Methods. An analysis for musculoskeletal involvement was carried out on 14 consecutive patients with brucellosis. The diagnosis was supported by the isolation of a Brucella sp. or a four-fold increase in serum anti-brucella antibodies.
Results. Seven patients were females and 7 males, ranging in age from 19 to 64 years (mean 31 years). Ten patients had one or more positive cultures and anti-brucella antibodies were high prevalent. Myalgias were the most common musculoskeletal manifestation (92%), followed by polyarthralgias (71%), lumbalgia (57%), peripheral arthritis (28%) and dorsalgia (21%). Bilateral sacroiliitis was less common. In three patients with lumbalgia, the computerized tomography images were compatible with herniated intervertebral disk.

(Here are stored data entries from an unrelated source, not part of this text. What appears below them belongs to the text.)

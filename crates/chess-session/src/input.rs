//! Input boundary: discrete events polled once per tick.

use std::collections::VecDeque;

/// Keys the session reacts to.
#[derive(Debug, Clone, Copy, PartialEq, Eq, Hash)]
pub enum Key {
    S,
    L,
    Z,
    U,
    R,
    E,
    /// Any other key, ignored.
    Other(char),
}

impl Key {
    /// Maps a typed character to a key, case-insensitively.
    pub fn from_char(c: char) -> Key {
        match c.to_ascii_lowercase() {
            's' => Key::S,
            'l' => Key::L,
            'z' => Key::Z,
            'u' => Key::U,
            'r' => Key::R,
            'e' => Key::E,
            other => Key::Other(other),
        }
    }
}

/// A single input event, in window pixel coordinates.
#[derive(Debug, Clone, Copy, PartialEq, Eq)]
pub enum InputEvent {
    /// The window was closed. Ends the process.
    Quit,
    PointerPress { x: i32, y: i32 },
    KeyPress(Key),
}

/// A poll-based event source.
pub trait InputSource {
    /// Returns every event that arrived since the last poll, oldest first.
    fn poll(&mut self) -> Vec<InputEvent>;
}

/// Replays a fixed script, one batch per poll. Empty once exhausted.
#[derive(Debug, Default, Clone)]
pub struct ScriptedInput {
    batches: VecDeque<Vec<InputEvent>>,
}

impl ScriptedInput {
    pub fn new() -> Self {
        Self::default()
    }

    /// Queues a batch to be returned by a later poll.
    pub fn push_batch(&mut self, events: Vec<InputEvent>) -> &mut Self {
        self.batches.push_back(events);
        self
    }

    /// Queues `ticks` empty polls.
    pub fn idle(&mut self, ticks: usize) -> &mut Self {
        for _ in 0..ticks {
            self.batches.push_back(Vec::new());
        }
        self
    }

    pub fn is_exhausted(&self) -> bool {
        self.batches.is_empty()
    }
}

impl InputSource for ScriptedInput {
    fn poll(&mut self) -> Vec<InputEvent> {
        self.batches.pop_front().unwrap_or_default()
    }
}
//! FEN (Forsyth-Edwards Notation) parsing and serialization.

use chess_core::{Color, ColoredPiece, Piece, Square};
use thiserror::Error;

use crate::position::{CastlingRights, Position};

/// The standard starting position FEN.
pub const STARTPOS: &str = "rnbqkbnr/pppppppp/8/8/8/8/PPPPPPPP/RNBQKBNR w KQkq - 0 1";

/// Errors that can occur when parsing FEN strings.
#[derive(Debug, Clone, Error, PartialEq, Eq)]
pub enum FenError {
    #[error("invalid FEN: expected 6 parts, got {0}")]
    InvalidPartCount(usize),

    #[error("invalid piece placement: {0}")]
    InvalidPiecePlacement(String),

    #[error("invalid active color: expected 'w' or 'b', got '{0}'")]
    InvalidActiveColor(String),

    #[error("invalid castling rights: {0}")]
    InvalidCastlingRights(String),

    #[error("invalid en passant square: {0}")]
    InvalidEnPassantSquare(String),

    #[error("invalid halfmove clock: {0}")]
    InvalidHalfmoveClock(String),

    #[error("invalid fullmove number: {0}")]
    InvalidFullmoveNumber(String),
}

/// Parses a FEN string into a position.
pub fn parse(fen: &str) -> Result<Position, FenError> {
    let parts: Vec<&str> = fen.split_whitespace().collect();
    if parts.len() != 6 {
        return Err(FenError::InvalidPartCount(parts.len()));
    }

    let mut position = Position::empty();
    parse_placement(parts[0], &mut position)?;

    position.side_to_move = match parts[1] {
        "w" => Color::White,
        "b" => Color::Black,
        other => return Err(FenError::InvalidActiveColor(other.to_string())),
    };

    position.castling = parse_castling(parts[2])?;
    position.en_passant = parse_en_passant(parts[3])?;

    position.halfmove_clock = parts[4]
        .parse::<u32>()
        .map_err(|_| FenError::InvalidHalfmoveClock(parts[4].to_string()))?;
    position.fullmove_number = parts[5]
        .parse::<u32>()
        .map_err(|_| FenError::InvalidFullmoveNumber(parts[5].to_string()))?;

    Ok(position)
}

fn parse_placement(placement: &str, position: &mut Position) -> Result<(), FenError> {
    let rows: Vec<&str> = placement.split('/').collect();
    if rows.len() != 8 {
        return Err(FenError::InvalidPiecePlacement(format!(
            "expected 8 ranks, got {}",
            rows.len()
        )));
    }

    // FEN lists rank 8 first, which is screen row 0.
    for (row, text) in rows.iter().enumerate() {
        let mut col = 0u32;
        for c in text.chars() {
            if let Some(skip) = c.to_digit(10) {
                col += skip;
                continue;
            }
            let piece = ColoredPiece::from_fen_char(c).ok_or_else(|| {
                FenError::InvalidPiecePlacement(format!(
                    "invalid character '{}' in rank {}",
                    c,
                    8 - row
                ))
            })?;
            let sq = Square::from_coords(row as i32, col as i32).ok_or_else(|| {
                FenError::InvalidPiecePlacement(format!("rank {} overflows", 8 - row))
            })?;
            position.set_piece(sq, Some(piece));
            col += 1;
        }
        if col != 8 {
            return Err(FenError::InvalidPiecePlacement(format!(
                "rank {} has {} squares, expected 8",
                8 - row,
                col
            )));
        }
    }

    for color in Color::BOTH {
        let kings = position
            .pieces_of_color(color)
            .filter(|(_, p)| p.kind == Piece::King)
            .count();
        if kings != 1 {
            return Err(FenError::InvalidPiecePlacement(format!(
                "{} has {} kings",
                color, kings
            )));
        }
    }

    Ok(())
}

fn parse_castling(castling: &str) -> Result<CastlingRights, FenError> {
    if castling == "-" {
        return Ok(CastlingRights::NONE);
    }
    let mut flags = 0u8;
    for c in castling.chars() {
        flags |= match c {
            'K' => CastlingRights::WHITE_KINGSIDE,
            'Q' => CastlingRights::WHITE_QUEENSIDE,
            'k' => CastlingRights::BLACK_KINGSIDE,
            'q' => CastlingRights::BLACK_QUEENSIDE,
            _ => {
                return Err(FenError::InvalidCastlingRights(format!(
                    "invalid character '{}'",
                    c
                )))
            }
        };
    }
    Ok(CastlingRights::new(flags))
}

fn parse_en_passant(ep: &str) -> Result<Option<Square>, FenError> {
    if ep == "-" {
        return Ok(None);
    }
    match Square::from_algebraic(ep) {
        Some(sq) if sq.rank_char() == '3' || sq.rank_char() == '6' => Ok(Some(sq)),
        _ => Err(FenError::InvalidEnPassantSquare(ep.to_string())),
    }
}

/// Renders a position as a FEN string.
pub fn render(position: &Position) -> String {
    let mut fen = String::new();

    for row in 0..8u8 {
        let mut empty = 0;
        for col in 0..8u8 {
            match Square::new(row, col).and_then(|sq| position.piece_at(sq)) {
                Some(piece) => {
                    if empty > 0 {
                        fen.push_str(&empty.to_string());
                        empty = 0;
                    }
                    fen.push(piece.to_fen_char());
                }
                None => empty += 1,
            }
        }
        if empty > 0 {
            fen.push_str(&empty.to_string());
        }
        if row < 7 {
            fen.push('/');
        }
    }

    fen.push(' ');
    fen.push(match position.side_to_move {
        Color::White => 'w',
        Color::Black => 'b',
    });

    fen.push(' ');
    let castling = position.castling;
    if castling.raw() == 0 {
        fen.push('-');
    } else {
        if castling.can_castle_kingside(Color::White) {
            fen.push('K');
        }
        if castling.can_castle_queenside(Color::White) {
            fen.push('Q');
        }
        if castling.can_castle_kingside(Color::Black) {
            fen.push('k');
        }
        if castling.can_castle_queenside(Color::Black) {
            fen.push('q');
        }
    }

    fen.push(' ');
    match position.en_passant {
        Some(sq) => fen.push_str(&sq.to_algebraic()),
        None => fen.push('-'),
    }

    fen.push_str(&format!(
        " {} {}",
        position.halfmove_clock, position.fullmove_number
    ));
    fen
}
//! Rule engine for the session controller.
//!
//! This crate provides:
//! - [`Position`] - Full board state including castling rights and en passant
//! - [`RuleSet`] - Trait for the rules of the game, implemented by [`StandardChess`]
//! - [`Game`] - Game management with undo history and a move log
//! - [`SaveSlot`] - Single-slot persistence for games
//!
//! # Example
//!
//! ```
//! use chess_engine::{Game, MemorySlot, load_game, save_game};
//!
//! let mut game = Game::new();
//! game.make_move_uci("e2e4").unwrap();
//! game.make_move_uci("e7e5").unwrap();
//!
//! let mut slot = MemorySlot::new();
//! save_game(&mut slot, &game).unwrap();
//! let restored = load_game(&slot).unwrap();
//! assert_eq!(restored.to_fen(), game.to_fen());
//! ```

pub mod fen;
mod game;
pub mod movegen;
pub mod persist;
mod position;
pub mod rules;

pub use fen::FenError;
pub use game::{Game, GameError};
pub use movegen::{generate_moves, is_king_attacked, is_square_attacked, make_move};
pub use persist::{load_game, save_game, FileSlot, MemorySlot, SaveError, SaveSlot, SavedGame};
pub use position::{CastlingRights, Position};
pub use rules::{DrawReason, GameResult, RuleSet, StandardChess};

Conclusion. In this series the musculoskeletal involvement had a high prevalence. Muscle and joint pain were the main forms of clinical presentation. Peripheral arthritis and the axial involvement seem to have complications associate with functional disability. We suggest that, when in an endemic area, brucellosis had to be considered into diagnosis possibilities for musculoskeletal symptoms, even if manifestations include lumbalgia plus sciatica. In addition, surgical remotion of intervertebral disk should be delayed and reconsidered once 6 weeks of antimicrobial therapy active against brucella had been accomplished.